The statement, a copy of which was sent to reporters by CNRP President Sam Rainsy, condemns any insults against Prime Minister Hun Sen’s family, particularly any suggestion that his oldest son, Hun Manet, was conceived during an affair between first lady Bun Rany and a Vietnamese general.
Spokesmen for the CPP, opposition CNRP and Interior Ministry all denied knowledge of the statement.
The leaked statement, dated December 7, is prefaced with the words: “Last night, Samdech Hun Sen asked Kem Sokha to issue another statement…. The draft is as follows.”
“On behalf of the CNRP and myself,” it continues, anyone who insults Mr. Hun Sen’s family is condemned as “comparable to thugs, worse than animals.”
“In case those ill-intentioned persons are found to be members of the CNRP, the party has the right to expel them,” the statement says.
Mr. Rainsy, exiled by the government and living in France, said he suspected that the government was looking for a way to have him kicked out of the party, even claiming that Mr. Hun Sen had “bought” some members of his party to point the finger at him.
If Mr.

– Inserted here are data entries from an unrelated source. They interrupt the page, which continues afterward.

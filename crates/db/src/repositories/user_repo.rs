//! Repository for the `users` table.
//!
//! Principals are read-only at request time; creation happens on the
//! seed/administrative path only.

use sqlx::PgPool;
use zeus_core::types::DbId;

use crate::models::user::{CreateUser, User};

/// Column list shared across queries to avoid repetition.
const COLUMNS: &str = "id, username, password_hash, is_active, created_at, updated_at";

/// Provides operations for users.
pub struct UserRepo;

impl UserRepo {
    /// Insert a new user, returning the created row.
    pub async fn create(pool: &PgPool, input: &CreateUser) -> Result<User, sqlx::Error> {
        let query = format!(
            "INSERT INTO users (username, password_hash)
             VALUES ($1, $2)
             RETURNING {COLUMNS}"
        );
        sqlx::query_as::<_, User>(&query)
            .bind(&input.username)
            .bind(&input.password_hash)
            .fetch_one(pool)
            .await
    }

    /// Find a user by username (case-sensitive).
    pub async fn find_by_username(
        pool: &PgPool,
        username: &str,
    ) -> Result<Option<User>, sqlx::Error> {
        let query = format!("SELECT {COLUMNS} FROM users WHERE username = $1");
        sqlx::query_as::<_, User>(&query)
            .bind(username)
            .fetch_optional(pool)
            .await
    }

    /// Number of provisioned users. Used to decide whether to seed.
    pub async fn count(pool: &PgPool) -> Result<i64, sqlx::Error> {
        sqlx::query_scalar("SELECT COUNT(*) FROM users")
            .fetch_one(pool)
            .await
    }

    /// List all user IDs. Used by the catalog default-grant policy.
    pub async fn list_ids(pool: &PgPool) -> Result<Vec<DbId>, sqlx::Error> {
        sqlx::query_scalar("SELECT id FROM users ORDER BY id ASC")
            .fetch_all(pool)
            .await
    }
}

Sokha signed the statement, those members would claim he had insulted Mr. Hun Sen’s family, Mr. Rainsy said.
“We have the names of the CNRP members Hun Sen has bought and who are set to defame Sam Rainsy but we are not going to name them at this time,” he said.
The statement’s leak comes as a backroom deal to secure the release of five prisoners appears to have stalled. The prisoners, four from rights group Adhoc and one from the National Election Committee, were caught up in a case brought against Mr. Sokha last year that was widely considered politically motivated.
As part of a surprise political detente last month, Mr. Sokha was granted a royal pardon at the request of Mr. Hun Sen with the expectation that the five would be released by the end of the year. But the CNRP has been left waiting for further meetings with government officials.
“We want them to be released,” said party spokesman Yim Sovann, adding that the CNRP was waiting for a meeting. “The people who can do it are the CPP.”
In an attempt to kickstart negotiations over the prisoners, Mr. Sokha last week requested a meeting with Interior Minister Sar Kheng. Mr. Kheng tentatively agreed, according to a letter posted to Mr. Sokha’s Facebook page, but without setting a date or agenda.
CPP spokesman Sok Eysan denied that talks had broken down between the two main parties.
“There’s no problem with the culture of dialogue,” Mr. Eysan said. “The culture of dialogue is still alive.”